From 1991 to 1998, the season increased to 126 games. The Lotte Giants won the Korean Series championship in 1992; the team has not won it since. There was little other change during this period except for a few major sponsors: in 1993 the Binggrae Eagles became the Hanwha Eagles, in 1996 the Pacific Dolphins became the Hyundai Unicorns, and in 1999 the OB Bears became the Doosan Bears.

The 1998 Korean Series was won by the Hyundai Unicorns for the franchise's first championship in 16 years of existence. (The team would go on to win the championship in 2000, 2003, and 2004.)

In 1999 the season was expanded to 132 games, and the KBO separated into two divisions — the Dream League and the Magic League. The 1999 Dream League consisted of the Doosan Bears, the Lotte Giants, the Haitai Tigers, and the Hyundai Unicorns; the 1999 Magic League consisted of the Hanwha Eagles, the LG Twins, the Samsung Lions, and the Ssangbangwool Raiders. That year the Eagles — in their 14th season — won their franchise's first (and only) Korean Series championship, after 14 years in the KBO.

=== The 2000s ===
Bigger changes were made in 2000 when the Hyundai Unicorns moved from Incheon to Suwon, and a new franchise, the SK Wyverns, took their place in Incheon. The Ssangbangwool Raiders became defunct. The league's two-division structure slightly shifted as well, with SK taking Ssangbangwool's place in the Magic Division, and Lotte and Samsung switching divisions. Thus, the 2000 Dream League was composed of Doosan, Haitai, Hyundai, and Samsung; while the 2000 Magic League was composed of Hanwha, LG, Lotte, and SK.

Parity ruled the 2000s, with the Unicorns and Lions each winning three titles, and the upstart Wyverns winning two. The hard-luck Doosan Bears appeared in the Korean Series five times in the decade but only won it once, in 2001. Stars who emerged in the 2000s include all-time KBO hit king Park Yong-taik, the Giants' first-baseman Dae-ho Lee, and the Eagles' first-baseman Kim Tae-kyun. Other notable players from the era include slugging third-basemen Lee Bum-ho and Choi Jeong, the Bears' designated hitter Hong Sung-heon, and the Twins' long-time outfielder Lee Byung-kyu.

In 2001, the KBO returned to a single-division format. The Haitai Tigers became the Kia Tigers. From 2000 to 2012, the length of the regular season fluctuated between 126 and 133 games.

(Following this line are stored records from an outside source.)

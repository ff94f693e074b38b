// End-to-end runs through the public API

use mathvm_core::binary;
use mathvm_core::compiler::asm::assemble_listing;
use mathvm_core::compiler::bytecode::{Bytecode, Immediate};
use mathvm_core::compiler::{Function, FunctionBody, OpCode};
use mathvm_core::error::ErrorKind;
use mathvm_core::vm::NativeValue;
use mathvm_core::{
    translate, Code, Error, Interpreter, NativeRegistry, Translator, Var, VarType, VarValue,
};

fn run_code(code: &Code, vars: &mut [Var]) -> Result<String, Error> {
    let mut out = Vec::new();
    Interpreter::new(code).with_output(&mut out).execute(vars)?;
    Ok(String::from_utf8(out).unwrap())
}

fn run(source: &str) -> String {
    let code = translate(source).unwrap_or_else(|e| panic!("{}", e));
    run_code(&code, &mut []).unwrap_or_else(|e| panic!("{}", e))
}

fn translation_kind(source: &str) -> ErrorKind {
    match translate(source) {
        Err(Error::Translation(e)) => e.kind,
        Err(other) => panic!("expected translation error, got {}", other),
        Ok(_) => panic!("expected translation error for {:?}", source),
    }
}

#[test]
fn test_precedence() {
    assert_eq!(run("int x; x = 2 + 3 * 4; print(x);"), "14");
}

#[test]
fn test_int_assigned_to_double() {
    let code = translate("double a; a = 1; print(a);").unwrap();
    let listing = code.disassemble_to_string();
    assert!(listing.contains("ILOAD1\n1: I2D\n2: STOREDVAR @0"), "{}", listing);
    assert_eq!(run_code(&code, &mut []).unwrap(), "1.0");
}

#[test]
fn test_recursive_factorial() {
    let source = "function int fact(int n) {\n\
                    if (n <= 1) { return 1; }\n\
                    return n * fact(n - 1);\n\
                  }\n\
                  print(fact(5));";
    assert_eq!(run(source), "120");
}

#[test]
fn test_undeclared_variable() {
    assert_eq!(translation_kind("print(y);"), ErrorKind::UndefinedVariable);
}

#[test]
fn test_string_arithmetic_rejected() {
    assert_eq!(
        translation_kind("string s; s = 'a'; print(s + 1);"),
        ErrorKind::TypeMismatch
    );
}

#[test]
fn test_hand_crafted_underflow() {
    let mut bytecode = Bytecode::new();
    bytecode.emit(OpCode::ILoad1, Immediate::None);
    bytecode.emit(OpCode::Pop, Immediate::None);
    bytecode.emit(OpCode::Pop, Immediate::None);
    bytecode.emit(OpCode::Stop, Immediate::None);

    let mut code = Code::new();
    code.add_function(Function {
        name: "<top>".to_string(),
        id: 0,
        context_id: 0,
        params: Vec::new(),
        return_type: VarType::Void,
        locals_count: 0,
        body: FunctionBody::Bytecode(bytecode),
    });

    match run_code(&code, &mut []) {
        Err(Error::Runtime(e)) => {
            assert_eq!(e.offset, 2);
            assert_eq!(e.function, "<top>");
            assert!(e.to_string().contains("at offset 2"));
        }
        other => panic!("expected runtime error, got {:?}", other),
    }
}

#[test]
fn test_repeated_interpretation_is_deterministic() {
    let code = translate(
        "double x = 1; int i; for (i in 1..20) { x = x * 1.1 + i; } print(x, ' ', i);",
    )
    .unwrap();
    let first = run_code(&code, &mut []).unwrap();
    let second = run_code(&code, &mut []).unwrap();
    assert_eq!(first, second);
}

#[test]
fn test_translation_is_reproducible() {
    let source = "string greeting = 'hi';\n\
                  function void greet(string who) { print(greeting, ' ', who, '\\n'); }\n\
                  greet('a'); greet('b'); greet('hi');";
    let a = translate(source).unwrap();
    let b = translate(source).unwrap();
    assert_eq!(a, b);
    assert_eq!(a.disassemble_to_string(), b.disassemble_to_string());
    assert_eq!(run_code(&a, &mut []).unwrap(), "hi a\nhi b\nhi hi\n");
}

#[test]
fn test_mutual_recursion() {
    let source = "function int is_even(int n) { if (n == 0) { return 1; } return is_odd(n - 1); }\n\
                  function int is_odd(int n) { if (n == 0) { return 0; } return is_even(n - 1); }\n\
                  print(is_even(10), is_odd(7), is_even(3));";
    assert_eq!(run(source), "110");
}

#[test]
fn test_closure_style_counter() {
    let source = "int counter = 0;\n\
                  function void tick(int by) { counter += by; }\n\
                  function int twice(int v) {\n\
                    function int add_v(int w) { return w + v; }\n\
                    return add_v(v);\n\
                  }\n\
                  int i;\n\
                  for (i in 1..3) { tick(twice(i)); }\n\
                  print(counter);";
    // 2 + 4 + 6
    assert_eq!(run(source), "12");
}

#[test]
fn test_else_if_chain_and_while() {
    let source = "int n = 0;\n\
                  while (n < 6) {\n\
                    if (n == 0) { print('zero'); }\n\
                    else if (n % 2 == 0) { print('even'); }\n\
                    else { print('odd'); }\n\
                    print(' ');\n\
                    n += 1;\n\
                  }";
    assert_eq!(run(source), "zero odd even odd even odd ");
}

#[test]
fn test_compound_assignment_and_doubles() {
    let source = "double d = 10; d /= 4; d -= 0.5; d *= 3; int k = 7; k /= 2; k *= -1; print(d, ' ', k);";
    assert_eq!(run(source), "6.0 -3");
}

#[test]
fn test_comments_and_strings() {
    let source = "/* outer /* nested */ still comment */\n\
                  // line comment\n\
                  print(\"dq\", 'sq\\t', '');";
    assert_eq!(run(source), "dqsq\t");
}

#[test]
fn test_external_variables() {
    let code = translate("int n; double scale; string label; print(label, n * scale); n = n + 1; label = 'done';").unwrap();
    let mut vars = vec![
        Var::new("n", VarValue::Int(4)),
        Var::new("scale", VarValue::Double(0.5)),
        Var::new("label", VarValue::Str("x=".to_string())),
    ];
    assert_eq!(run_code(&code, &mut vars).unwrap(), "x=2.0");
    assert_eq!(vars[0].value, VarValue::Int(5));
    assert_eq!(vars[1].value, VarValue::Double(0.5));
    assert_eq!(vars[2].value, VarValue::Str("done".to_string()));
}

#[test]
fn test_custom_native_registry() {
    fn triple(args: &[NativeValue]) -> Result<NativeValue, String> {
        Ok(NativeValue::Int(args[0].as_int()? * 3))
    }

    let mut natives = NativeRegistry::with_builtins();
    natives.register(
        "triple",
        mathvm_core::compiler::NativeSignature::new(VarType::Int, &[VarType::Int]),
        triple,
    );
    let code = Translator::with_natives(natives.clone())
        .translate("function int triple(int x) native 'triple'; print(triple(14));")
        .unwrap();

    let mut out = Vec::new();
    Interpreter::new(&code)
        .with_natives(natives)
        .with_output(&mut out)
        .execute(&mut [])
        .unwrap();
    assert_eq!(String::from_utf8(out).unwrap(), "42");
}

#[test]
fn test_builtin_math_natives() {
    let source = "function double pow(double b, double e) native 'pow';\n\
                  function double floor(double x) native 'floor';\n\
                  function int abs(int x) native 'abs';\n\
                  function int atoi(string s) native 'atoi';\n\
                  print(pow(2, 10), ' ', floor(-1.5), ' ', abs(-9), ' ', atoi('12abc'));";
    assert_eq!(run(source), "1024.0 -2.0 9 12");
}

#[test]
fn test_translation_errors() {
    assert_eq!(
        translation_kind("function int f(int a) { return a; } print(f());"),
        ErrorKind::ArityMismatch
    );
    assert_eq!(
        translation_kind("function int f(int a) { if (a) { return 1; } }"),
        ErrorKind::MissingReturn
    );
    assert_eq!(
        translation_kind("function void f(int a) { int a; }"),
        ErrorKind::DuplicateVariable
    );
    assert_eq!(translation_kind("int x = ;"), ErrorKind::Syntax);
    assert_eq!(translation_kind("nope(1);"), ErrorKind::UndefinedFunction);
}

#[test]
fn test_shadowing_in_nested_block() {
    let source = "int x = 1; { int x = 2; print(x); } print(x);";
    assert_eq!(run(source), "21");
}

#[test]
fn test_runtime_error_keeps_earlier_output() {
    let code = translate("print('before'); int z; print(5 % z);").unwrap();
    let mut out = Vec::new();
    let err = Interpreter::new(&code)
        .with_output(&mut out)
        .execute(&mut [])
        .unwrap_err();
    assert!(matches!(err, Error::Runtime(_)));
    assert_eq!(String::from_utf8(out).unwrap(), "before");
}

#[test]
fn test_listing_reassembles() {
    let source = "int i; double s = 0;\n\
                  function double half(double v) { return v / 2; }\n\
                  for (i in 0..8) { if (i > 2 || i == 0) { s += half(i); } }\n\
                  print(s);";
    let code = translate(source).unwrap();
    let listing = assemble_listing(&code.disassemble_to_string()).unwrap();
    for (function, assembled) in code.functions().iter().zip(&listing) {
        assert_eq!(Some(&assembled.bytecode), function.bytecode());
    }
}

#[test]
fn test_compiled_file_runs_identically() {
    let source = "function int sq(int v) { return v * v; } int i; for (i in 1..4) { print(sq(i), ','); }";
    let code = translate(source).unwrap();
    let restored = binary::deserialize(&binary::serialize(&code)).unwrap();
    assert_eq!(run_code(&restored, &mut []).unwrap(), "1,4,9,16,");
}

Despite its string of championships in the early 2000s, the Hyundai Unicorns franchise was disbanded in 2008. It was re-founded as the Woori Heroes and moved to Mok-dong in Seoul. In 2010, the team's naming rights were sold to Nexen Tire and the team was renamed the Nexen Heroes until the end of the 2018 season, when its naming rights were sold to Kiwoom Securities.

=== The 2010s ===

The Samsung Lions were a powerful team in the 2010s, winning the championship four times during six straight appearances in the Korean Series (from 2010 to 2015). The Doosan Bears were also a powerhouse, appearing in the Korean Series six times in the decade (including five straight appearances from 2015 to 2019), winning it three times.

Expansion resumed in the 2010s, with the addition of the NC Dinos, located in Changwon, which joined the league in 2013. It is the first team located in Changwon, the city having previously been the second home of the nearby Lotte Giants. The KBO played 128-game seasons in 2013–2014.

In 2015, the KT Wiz became the league's tenth franchise. They play their home games in Suwon, which had not had a team since the Hyundai Unicorns' disbandment. Since 2015 the KBO has played a 144-game season each year, and has added a fifth team to the playoffs, with the introduction of the Wild Card game. In 2015 the league also increased the active roster size of each team, from 26 to 27 (of those, 25 may play in any one game).

After a number of seasons of inflated offensive production, the KBO introduced a new "dejuiced" baseball before the 2019 season. The results showed in a significant decrease in runs per game and home runs per game.

=== The 2020s ===
The 2020 season was delayed by the COVID-19 pandemic, but finally started play in May 2020, with no fans in attendance. In response to the lack of live sports programming due to the pandemic, and the delay of the U.S. MLB season, American broadcaster ESPN notably acquired rights to a package of KBO games during the 2020 season; the games were broadcast remotely, and featured English-language commentary by ESPN Major League Baseball personalities such as Karl Ravech, Jason Benetti, Boog Sciambi, Eduardo Perez, and Jessica Mendoza. The deal was for the 2020 season only and was not renewed for 2021.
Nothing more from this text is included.